Writer’s block: Romola Garai as the playwright in Ella Hickson’s new drama at the Almeida. Photographs: Manuel Harlan

The Writer is a new play written by Ella Hickson and directed by Blanche McIntyre that explores a subject dating back at least half a century – the depredations of patriarchy and capitalism.

An aspiring playwright is thwarted in her creative ambitions by an overbearing and exploitative male director, who subsequently wrestles with her to produce a play – they very play we are watching.

In the process we as audience are guided through the various stages of (post)feminism by a series of (post)modernist dramatic tropes.
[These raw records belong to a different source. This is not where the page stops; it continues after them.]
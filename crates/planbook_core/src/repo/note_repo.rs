//! Note repository contracts and SQLite implementation.
//!
//! # Responsibility
//! - Persist notes attached to projects.
//! - Expose the project -> notes association in insertion order.
//!
//! # Invariants
//! - Note listing order is `seq ASC`, where `seq` grows with every insert.
//! - A note cannot be created for a missing project.

use crate::db::DbError;
use crate::model::note::{Note, NoteId};
use crate::model::project::ProjectId;
use crate::repo::error::{RepoError, RepoResult};
use crate::repo::schema::{ensure_table_ready, parse_uuid};
use rusqlite::{params, Connection, Row};

const NOTE_SELECT_SQL: &str = "SELECT uuid, project_uuid, message, created_at FROM notes";

/// Repository interface for project notes.
pub trait NoteRepository {
    /// Creates one note and returns its stable id.
    fn create_note(&self, note: &Note) -> RepoResult<NoteId>;
    /// Gets one note by id.
    fn get_note(&self, id: NoteId) -> RepoResult<Option<Note>>;
    /// Lists all notes of one project in insertion order.
    fn list_notes_for_project(&self, project_id: ProjectId) -> RepoResult<Vec<Note>>;
    /// Counts notes of one project.
    fn count_notes_for_project(&self, project_id: ProjectId) -> RepoResult<u64>;
}

/// SQLite-backed note repository.
pub struct SqliteNoteRepository<'conn> {
    conn: &'conn Connection,
}

impl<'conn> SqliteNoteRepository<'conn> {
    /// Constructs a repository from a migrated connection.
    pub fn try_new(conn: &'conn Connection) -> RepoResult<Self> {
        ensure_table_ready(
            conn,
            "notes",
            &["seq", "uuid", "project_uuid", "message", "created_at"],
        )?;
        Ok(Self { conn })
    }
}

impl NoteRepository for SqliteNoteRepository<'_> {
    fn create_note(&self, note: &Note) -> RepoResult<NoteId> {
        note.validate()?;

        self.conn
            .execute(
                "INSERT INTO notes (uuid, project_uuid, message) VALUES (?1, ?2, ?3);",
                params![
                    note.id.to_string(),
                    note.project_id.to_string(),
                    note.message.as_str()
                ],
            )
            .map_err(|err| {
                let err = DbError::from(err);
                if err.is_foreign_key_violation() {
                    RepoError::ProjectNotFound(note.project_id)
                } else {
                    RepoError::Db(err)
                }
            })?;

        Ok(note.id)
    }

    fn get_note(&self, id: NoteId) -> RepoResult<Option<Note>> {
        let mut stmt = self
            .conn
            .prepare(&format!("{NOTE_SELECT_SQL} WHERE uuid = ?1;"))?;
        let mut rows = stmt.query([id.to_string()])?;
        if let Some(row) = rows.next()? {
            return Ok(Some(parse_note_row(row)?));
        }
        Ok(None)
    }

    fn list_notes_for_project(&self, project_id: ProjectId) -> RepoResult<Vec<Note>> {
        let mut stmt = self.conn.prepare(&format!(
            "{NOTE_SELECT_SQL}
             WHERE project_uuid = ?1
             ORDER BY seq ASC;"
        ))?;
        let mut rows = stmt.query([project_id.to_string()])?;
        let mut notes = Vec::new();
        while let Some(row) = rows.next()? {
            notes.push(parse_note_row(row)?);
        }
        Ok(notes)
    }

    fn count_notes_for_project(&self, project_id: ProjectId) -> RepoResult<u64> {
        let count: i64 = self.conn.query_row(
            "SELECT COUNT(*) FROM notes WHERE project_uuid = ?1;",
            [project_id.to_string()],
            |row| row.get(0),
        )?;
        u64::try_from(count)
            .map_err(|_| RepoError::InvalidData(format!("negative note count `{count}`")))
    }
}

fn parse_note_row(row: &Row<'_>) -> RepoResult<Note> {
    let uuid_text: String = row.get("uuid")?;
    let project_text: String = row.get("project_uuid")?;
    Ok(Note {
        id: parse_uuid(&uuid_text, "notes.uuid")?,
        project_id: parse_uuid(&project_text, "notes.project_uuid")?,
        message: row.get("message")?,
        created_at: row.get("created_at")?,
    })
}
An initial sketch of young artist voicing her rage is followed by decreasingly stereotypical depictions of gender roles as simplistic preconceptions of power structures are progressively deconstructed.

Over the course of a single 120 minute stretch, the four actors who make up the cast portray, in addition to the playwright herself (Romola Garai and Lara Rossi), faithful partners (Samuel West and Lara Rossi) and the elder male director (Samuel West and Michael Gould).

The five-part narrative is, at one level, a subtle reflection on power hierarchies and dramatic depictions thereof. At another level, the Writer is a portrait of the artistic process, warts and all, displaying the energy and passion of the creative, but also her narcissism and neediness.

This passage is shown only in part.